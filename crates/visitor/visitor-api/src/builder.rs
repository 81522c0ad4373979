//! Forecaster builder.

use std::path::Path;

use chrono::NaiveDate;
use tracing::debug;
use visitor_core::{
    ForecastAssembler, ForecastOutcome, ForecastRequest, HolidayCalendar, RawTable, ScalingTable,
    SeasonalMode, SeriesLoader, StrategyKind,
};
use visitor_spi::{ObservationSeries, Result};

use crate::config::{BacktestConfig, FactorTable, ForecastConfig};

/// Ready-to-run forecaster: loader, assembler and the configuration they came from.
#[derive(Debug, Clone)]
pub struct Forecaster {
    config: ForecastConfig,
    loader: SeriesLoader,
    assembler: ForecastAssembler,
}

impl Forecaster {
    pub fn config(&self) -> &ForecastConfig {
        &self.config
    }

    pub fn assembler(&self) -> &ForecastAssembler {
        &self.assembler
    }

    pub fn loader(&self) -> &SeriesLoader {
        &self.loader
    }

    /// Request for `location` from `start` using the configured steps and window.
    pub fn request(&self, location: &str, start: NaiveDate) -> ForecastRequest {
        let request = ForecastRequest::new(location, start, self.config.steps);
        match self.config.window {
            Some(window) => request.with_window(window),
            None => request,
        }
    }

    /// Forecast an already loaded series.
    pub fn forecast(&self, series: &ObservationSeries, start: NaiveDate) -> Result<ForecastOutcome> {
        let request = self.request(series.location(), start);
        let mut noise = self.config.backtest.noise_source();
        self.assembler
            .forecast_with_noise(series, &request, &mut *noise)
    }

    /// Load `location` from a raw table and forecast it.
    pub fn forecast_table(
        &self,
        table: &RawTable,
        location: &str,
        start: NaiveDate,
    ) -> Result<ForecastOutcome> {
        let series = self.loader.load(table, location)?;
        self.forecast(&series, start)
    }

    /// Load `location` from a CSV file and forecast it.
    pub fn forecast_csv(&self, path: &Path, location: &str, start: NaiveDate) -> Result<ForecastOutcome> {
        let series = self.loader.load_path(path, location)?;
        self.forecast(&series, start)
    }
}

/// Builder for [`Forecaster`].
#[derive(Debug, Clone, Default)]
pub struct ForecasterBuilder {
    config: ForecastConfig,
    scaling: Option<ScalingTable>,
    holiday_calendar: Option<HolidayCalendar>,
}

impl ForecasterBuilder {
    pub fn new() -> Self {
        Self::default()
    }

    /// Start from an existing configuration.
    pub fn from_config(config: ForecastConfig) -> Self {
        Self {
            config,
            ..Self::default()
        }
    }

    // ========== Strategy Methods ==========

    /// Replace the strategy list.
    pub fn strategies(mut self, strategies: Vec<StrategyKind>) -> Self {
        self.config.strategies = strategies;
        self
    }

    /// Append one strategy.
    pub fn add_strategy(mut self, strategy: StrategyKind) -> Self {
        if !self.config.strategies.contains(&strategy) {
            self.config.strategies.push(strategy);
        }
        self
    }

    // ========== Adjustment Methods ==========

    pub fn seasonal_factors(mut self, table: FactorTable) -> Self {
        self.config.seasonal_factors = table;
        self
    }

    pub fn seasonal_mode(mut self, mode: SeasonalMode) -> Self {
        self.config.seasonal_mode = mode;
        self
    }

    pub fn calibrate(mut self, enabled: bool) -> Self {
        self.config.calibrate = enabled;
        self
    }

    pub fn blend_history(mut self, enabled: bool) -> Self {
        self.config.blend_history = enabled;
        self
    }

    pub fn normalize(mut self, enabled: bool) -> Self {
        self.config.normalize = enabled;
        self
    }

    /// Toggle the holiday boost.
    pub fn holidays(mut self, enabled: bool) -> Self {
        self.config.holidays = enabled;
        self
    }

    // ========== Request Methods ==========

    pub fn steps(mut self, steps: usize) -> Self {
        self.config.steps = steps;
        self
    }

    pub fn window(mut self, window: usize) -> Self {
        self.config.window = Some(window);
        self
    }

    pub fn date_column(mut self, name: &str) -> Self {
        self.config.date_column = name.to_string();
        self
    }

    pub fn backtest(mut self, backtest: BacktestConfig) -> Self {
        self.config.backtest = backtest;
        self
    }

    // ========== Table Overrides ==========

    /// Use a custom scaling table instead of the built-in one.
    pub fn scaling(mut self, table: ScalingTable) -> Self {
        self.scaling = Some(table);
        self
    }

    /// Use a custom holiday calendar instead of the built-in one.
    pub fn holiday_calendar(mut self, calendar: HolidayCalendar) -> Self {
        self.holiday_calendar = Some(calendar);
        self
    }

    /// Validate the configuration and build the forecaster.
    pub fn build(self) -> Result<Forecaster> {
        self.config.validate()?;

        let holidays = if self.config.holidays {
            self.holiday_calendar.unwrap_or_default()
        } else {
            HolidayCalendar::empty()
        };
        let assembler = ForecastAssembler::new(self.config.to_options())
            .with_scaling(self.scaling.unwrap_or_default())
            .with_holidays(holidays);
        let loader = SeriesLoader::new().with_date_column(self.config.date_column.clone());

        debug!(
            strategies = ?self.config.strategies,
            steps = self.config.steps,
            window = ?self.config.window,
            backtest = self.config.backtest.enabled,
            "forecaster built"
        );

        Ok(Forecaster {
            config: self.config,
            loader,
            assembler,
        })
    }
}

——————————

Note each line above that holds "derive", then copy all of them.

## EXERCISE OUTPUT
#[derive(Debug, Clone)]
#[derive(Debug, Clone, Default)]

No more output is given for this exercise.